Este receio, no entanto, é, no mínimo exagerado e prematuro. Durante o longo
caminho de campanha (Trump anunciou a sua candidatura em Agosto de 2015), Trump
revelou-se tão democrata como qualquer outro candidato, respeitando a orgânica
do sistema e os processos em vigor. Demonstrou um estilo pessoal “fora da caixa”,
uma vez que se apresentou como sendo um não-político, vindo de fora do “sistema”,
mas a verdade é, com excepção de “bocas” lançadas a adversários que roçaram o
mau gosto, actuou (do ponto de vista formal e político) durante toda a campanha
de forma semelhante a Clinton. Até agora, nada, absolutamente nada, nos indica objectivamente
que Trump é uma ameaça ao regime democrático. Claro está que, como em relação a
qualquer outro presidente eleito, o eleitorado deve estar atento a “comportamentos
desviantes” (políticos), de forma a evitar a desvirtuação do sistema
democrático. Mas, repito, isso aplica-se a qualquer vencedor das presidenciais.
3. Ainda a este respeito, deve-se acrescentar a própria
natureza do sistema político americano, com base nos “checks and balances” dos
diferentes ramos do sistema democrático.

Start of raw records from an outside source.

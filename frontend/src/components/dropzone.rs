//! Self-contained upload widget for pages without the server template.
//!
//! Renders the same four parts the template provides (drop region, hidden
//! file input, preview grid, status list) and drives them with the same
//! handlers as [`crate::bindings`].

use leptos::*;
use web_sys::{DragEvent, Event, MouseEvent};

use crate::bindings::{on_browse_requested, on_drag_enter, on_drag_leave, on_drop, on_files_chosen};
use crate::components::{PreviewGrid, StatusList};
use crate::config::{DROP_REGION_ID, HIGHLIGHT_CLASSES, PREVIEW_CONTAINER_ID, STATUS_CONTAINER_ID};
use crate::services::HttpUploader;
use crate::widget::{BrowserSpawner, UploadWidget, WidgetState};
use crate::{DragState, WidgetConfig};

const REGION_CLASS: &str = "border-2 border-dashed border-muted rounded-2xl p-10 text-center cursor-pointer transition";

#[component]
pub fn DropZone(
    /// Endpoint and token; defaults to `/upload/` without a token.
    #[prop(optional)]
    config: Option<WidgetConfig>,
) -> impl IntoView {
    let widget = UploadWidget::new(
        WidgetState::new(),
        HttpUploader::new(config.unwrap_or_default()),
        BrowserSpawner,
    );
    let state = widget.state();
    let input_ref = create_node_ref::<html::Input>();

    let region_class = move || {
        if state.drag.get() == DragState::DraggingOver {
            format!("{} {}", REGION_CLASS, HIGHLIGHT_CLASSES.join(" "))
        } else {
            REGION_CLASS.to_string()
        }
    };

    let on_click = move |_: MouseEvent| {
        if let Some(input) = input_ref.get() {
            on_browse_requested(&input);
        }
    };
    let on_enter = {
        let widget = widget.clone();
        move |ev: DragEvent| on_drag_enter(&widget, &ev)
    };
    let on_over = {
        let widget = widget.clone();
        move |ev: DragEvent| on_drag_enter(&widget, &ev)
    };
    let on_leave = {
        let widget = widget.clone();
        move |ev: DragEvent| on_drag_leave(&widget, &ev)
    };
    let on_dropped = {
        let widget = widget.clone();
        move |ev: DragEvent| on_drop(&widget, &ev)
    };
    let on_change = move |_: Event| {
        if let Some(input) = input_ref.get() {
            on_files_chosen(&widget, &input);
        }
    };

    view! {
        <div class="upload-widget">
            <div
                id=DROP_REGION_ID
                class=region_class
                on:click=on_click
                on:dragenter=on_enter
                on:dragover=on_over
                on:dragleave=on_leave
                on:drop=on_dropped
            >
                <div class="text-4xl">"📤"</div>
                <p>"Drop photos, videos or documents here"</p>
                <p class="text-sm opacity-70">"or click to browse"</p>
            </div>
            <input type="file" multiple=true style="display:none" node_ref=input_ref on:change=on_change/>
            <div id=PREVIEW_CONTAINER_ID class="grid grid-cols-2 md:grid-cols-4 gap-4 mt-6">
                <PreviewGrid previews=state.previews/>
            </div>
            <div id=STATUS_CONTAINER_ID class="mt-4 space-y-1">
                <StatusList statuses=state.statuses/>
            </div>
        </div>
    }
}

O Presidente representa o ramo
executivo (que aplica as leis) mas é vigiado, aconselhado, por vezes apoiado,
mas também confrontado, pelos ramos judicial (que interpreta as leis) e
legislativo (que redige as leis). O sistema foi pensado de forma que nenhum
ramo tivesse o poder absoluto e tem funcionado bem até agora. Mas também é verdade
que Trump é eleito com uma maioria no Senado, no Congresso, e no Supremo
Tribunal de Justiça. Mas, nos EUA, a maioria do mesmo partido não significa uma
obediência cega do poder legislativo ao poder executivo, como acontece, por
exemplo, em Portugal (em que os deputados se limitam a acenar com a cabeça às
iniciativas do Governo). E, em 2018, sempre há novas eleições para o Congresso.

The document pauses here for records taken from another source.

//! Binding the widget to a server-rendered template.
//!
//! The page owns four elements (drop region, upload form with its file
//! input, preview container, status container). [`initialize`] wires their
//! events to an [`UploadWidget`] and mounts the preview and status lists
//! into the containers.

use std::cell::Cell;

use leptos::*;
use wasm_bindgen::prelude::*;
use wasm_bindgen::JsCast;
use web_sys::{DragEvent, Element, Event, EventTarget, FileList, HtmlElement, HtmlInputElement};

use crate::components::{PreviewGrid, StatusList};
use crate::config::*;
use crate::services::HttpUploader;
use crate::widget::{BrowserSpawner, UploadWidget, WidgetState};
use crate::{AppError, AppResult, DragState, SelectedFile, WidgetConfig};

/// Widget wired to the page's fetch and event loop.
pub type PageWidget = UploadWidget<HttpUploader, BrowserSpawner>;

thread_local! {
    static INITIALIZED: Cell<bool> = const { Cell::new(false) };
}

/// Template elements the widget binds to.
#[derive(Clone, Debug)]
pub struct WidgetHandles {
    pub drop_region: HtmlElement,
    pub file_input: HtmlInputElement,
    pub preview_container: HtmlElement,
    pub status_container: HtmlElement,
    /// Upload form, source of the endpoint and token when present.
    pub form: Option<Element>,
}

fn element_by_id<T: JsCast>(id: &str) -> AppResult<T> {
    gloo_utils::document()
        .get_element_by_id(id)
        .ok_or_else(|| AppError::Dom(format!("#{} not found", id)))?
        .dyn_into::<T>()
        .map_err(|_| AppError::Dom(format!("#{} has an unexpected element type", id)))
}

impl WidgetHandles {
    /// Look the elements up by their fixed ids.
    pub fn from_document() -> AppResult<Self> {
        let form: Element = element_by_id(UPLOAD_FORM_ID)?;
        let file_input = form
            .query_selector("input[type=\"file\"]")
            .map_err(|e| AppError::Dom(crate::js_error_message(&e)))?
            .ok_or_else(|| AppError::Dom(format!("#{} has no file input", UPLOAD_FORM_ID)))?
            .dyn_into::<HtmlInputElement>()
            .map_err(|_| AppError::Dom("file input is not an <input>".to_string()))?;

        Ok(Self {
            drop_region: element_by_id(DROP_REGION_ID)?,
            file_input,
            preview_container: element_by_id(PREVIEW_CONTAINER_ID)?,
            status_container: element_by_id(STATUS_CONTAINER_ID)?,
            form: Some(form),
        })
    }

    /// Endpoint and token as rendered into the upload form.
    pub fn template_config(&self) -> WidgetConfig {
        self.form.as_ref().map(WidgetConfig::from_form).unwrap_or_default()
    }

    /// Whether the page carries the upload template at all.
    pub fn present() -> bool {
        let document = gloo_utils::document();
        [DROP_REGION_ID, UPLOAD_FORM_ID, PREVIEW_CONTAINER_ID, STATUS_CONTAINER_ID]
            .iter()
            .all(|id| document.get_element_by_id(id).is_some())
    }
}

/// Convert a browser `FileList` into files, keeping its order.
pub fn files_from_list(files: Option<FileList>) -> Vec<SelectedFile> {
    let Some(files) = files else {
        return Vec::new();
    };
    (0..files.length())
        .filter_map(|i| files.get(i))
        .map(SelectedFile::from_file)
        .collect()
}

/// Click on the drop region: open the native file dialog.
pub fn on_browse_requested(file_input: &HtmlInputElement) {
    file_input.click();
}

/// Drag entering (or moving over) the region. The default must be
/// prevented or the browser refuses the drop.
pub fn on_drag_enter(widget: &PageWidget, event: &Event) {
    event.prevent_default();
    widget.set_dragging(true);
}

pub fn on_drag_leave(widget: &PageWidget, _event: &Event) {
    widget.set_dragging(false);
}

/// Files dropped on the region. Keeps the browser from opening them.
pub fn on_drop(widget: &PageWidget, event: &DragEvent) {
    event.prevent_default();

    let files = event.data_transfer().and_then(|transfer| transfer.files());
    widget.accept_drop(files_from_list(files));
}

/// Files picked in the dialog.
pub fn on_files_chosen(widget: &PageWidget, file_input: &HtmlInputElement) {
    widget.handle_file_batch(files_from_list(file_input.files()));
}

/// Exclusive right to bind the page.
///
/// Released again when dropped without [`InitClaim::commit`], so a page
/// whose binding failed half-way can retry.
#[must_use]
pub struct InitClaim {
    committed: bool,
}

impl InitClaim {
    pub fn commit(mut self) {
        self.committed = true;
    }
}

impl Drop for InitClaim {
    fn drop(&mut self) {
        if !self.committed {
            INITIALIZED.with(|flag| flag.set(false));
        }
    }
}

/// Take the page's single initialization slot.
pub fn claim_initialization() -> AppResult<InitClaim> {
    if INITIALIZED.with(|flag| flag.replace(true)) {
        return Err(AppError::AlreadyInitialized);
    }
    Ok(InitClaim { committed: false })
}

/// Listeners attached so far. Detached on drop unless kept.
#[derive(Default)]
struct Listeners {
    bound: Vec<(EventTarget, &'static str, Closure<dyn FnMut(Event)>)>,
}

impl Listeners {
    fn listen(&mut self, target: &EventTarget, event: &'static str, handler: impl FnMut(Event) + 'static) -> AppResult<()> {
        let closure = Closure::wrap(Box::new(handler) as Box<dyn FnMut(Event)>);
        target
            .add_event_listener_with_callback(event, closure.as_ref().unchecked_ref())
            .map_err(|e| AppError::Dom(format!("Failed to bind {}: {}", event, crate::js_error_message(&e))))?;
        self.bound.push((target.clone(), event, closure));
        Ok(())
    }

    /// Leave every listener attached for the page's lifetime.
    fn keep(mut self) {
        for (_, _, closure) in std::mem::take(&mut self.bound) {
            closure.forget();
        }
    }
}

impl Drop for Listeners {
    fn drop(&mut self) {
        for (target, event, closure) in self.bound.drain(..) {
            let _ = target.remove_event_listener_with_callback(event, closure.as_ref().unchecked_ref());
        }
    }
}

/// Bind every listener and mount the lists. Callable once per page.
pub fn initialize(handles: WidgetHandles, config: WidgetConfig) -> AppResult<PageWidget> {
    let claim = claim_initialization()?;

    let WidgetHandles {
        drop_region,
        file_input,
        preview_container,
        status_container,
        form: _,
    } = handles;

    file_input
        .set_attribute("multiple", "multiple")
        .map_err(|e| AppError::Dom(crate::js_error_message(&e)))?;

    let state = WidgetState::new();
    let widget = UploadWidget::new(state, HttpUploader::new(config), BrowserSpawner);
    let mut listeners = Listeners::default();

    {
        let file_input = file_input.clone();
        listeners.listen(&drop_region, "click", move |_| on_browse_requested(&file_input))?;
    }
    for event in ["dragenter", "dragover"] {
        let widget = widget.clone();
        listeners.listen(&drop_region, event, move |ev| on_drag_enter(&widget, &ev))?;
    }
    {
        let widget = widget.clone();
        listeners.listen(&drop_region, "dragleave", move |ev| on_drag_leave(&widget, &ev))?;
    }
    {
        let widget = widget.clone();
        listeners.listen(&drop_region, "drop", move |ev| {
            if let Some(drag) = ev.dyn_ref::<DragEvent>() {
                on_drop(&widget, drag);
            }
        })?;
    }
    {
        let widget = widget.clone();
        let input = file_input.clone();
        listeners.listen(&file_input, "change", move |_| on_files_chosen(&widget, &input))?;
    }

    // Highlight follows the drag state.
    let highlighted = drop_region.clone();
    create_effect(move |_| {
        let over = state.drag.get() == DragState::DraggingOver;
        let classes = highlighted.class_list();
        for class in HIGHLIGHT_CLASSES {
            if let Err(e) = classes.toggle_with_force(class, over) {
                log::warn!("Could not toggle {}: {}", class, crate::js_error_message(&e));
            }
        }
    });

    preview_container.set_inner_html("");
    status_container.set_inner_html("");
    mount_to(preview_container, move || view! { <PreviewGrid previews=state.previews/> });
    mount_to(status_container, move || view! { <StatusList statuses=state.statuses/> });

    listeners.keep();
    claim.commit();

    log::info!("📦 Upload widget bound to #{}", DROP_REGION_ID);
    Ok(widget)
}

/// Bind to the template using its own form for configuration.
pub fn initialize_from_document() -> AppResult<PageWidget> {
    let handles = WidgetHandles::from_document()?;
    let config = handles.template_config();
    initialize(handles, config)
}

4. O principal ponto a favor de Trump foi apresentar-se como um agente de mudança, o candidato contra o status quo, medindo forças com Clinton, figura máxima do “establishment” americano. Até que ponto irá ele satisfazer os seus eleitores e ser, realmente, diferente daqueles que o precederam, eis a questão. Mas é sempre esta a questão, quando se fala de um candidato recentemente eleito. Irá desiludir, não cumprindo o que prometeu? No caso de Trump, rios de tinta correram nos media sobre algumas declarações de Trump, nomeadamente no que se refere à emigração. Mas, enquanto a maioria dos políticos altera o seu discurso depois da eleição, Trump foi-o fazendo ainda durante a campanha eleitoral! Na realidade, Trump apresentou duas faces bem diferentes, uma mais radical durante a campanha das primárias republicanas (onde enfrentava candidatos igualmente radicais) e durante a campanha contra Clinton, onde se revelou muito mais contido, em particular nos debates televisivos, onde teve uma postura e desempenho muito semelhantes a Clinton. Trump “candidatável” não foi o mesmo de Trump presidenciável, e certamente não será o mesmo de Trump presidente. O discurso de Trump na noite da eleição já foi bem diferente no tom e na substância, em particular no que toca à sua adversária. Antes, acusava Clinton de corrupta e ameaçava-a de prisão. Agora, elogia e agradece o trabalho árduo e longo que Clinton fez ao serviço do país. Ou seja, parece ser muito mais provável que Trump desiluda os seus eleitores do que se revele tão radical como presidente quanto o foi nos seus primeiros tempos de candidato nas primárias do Partido Republicano.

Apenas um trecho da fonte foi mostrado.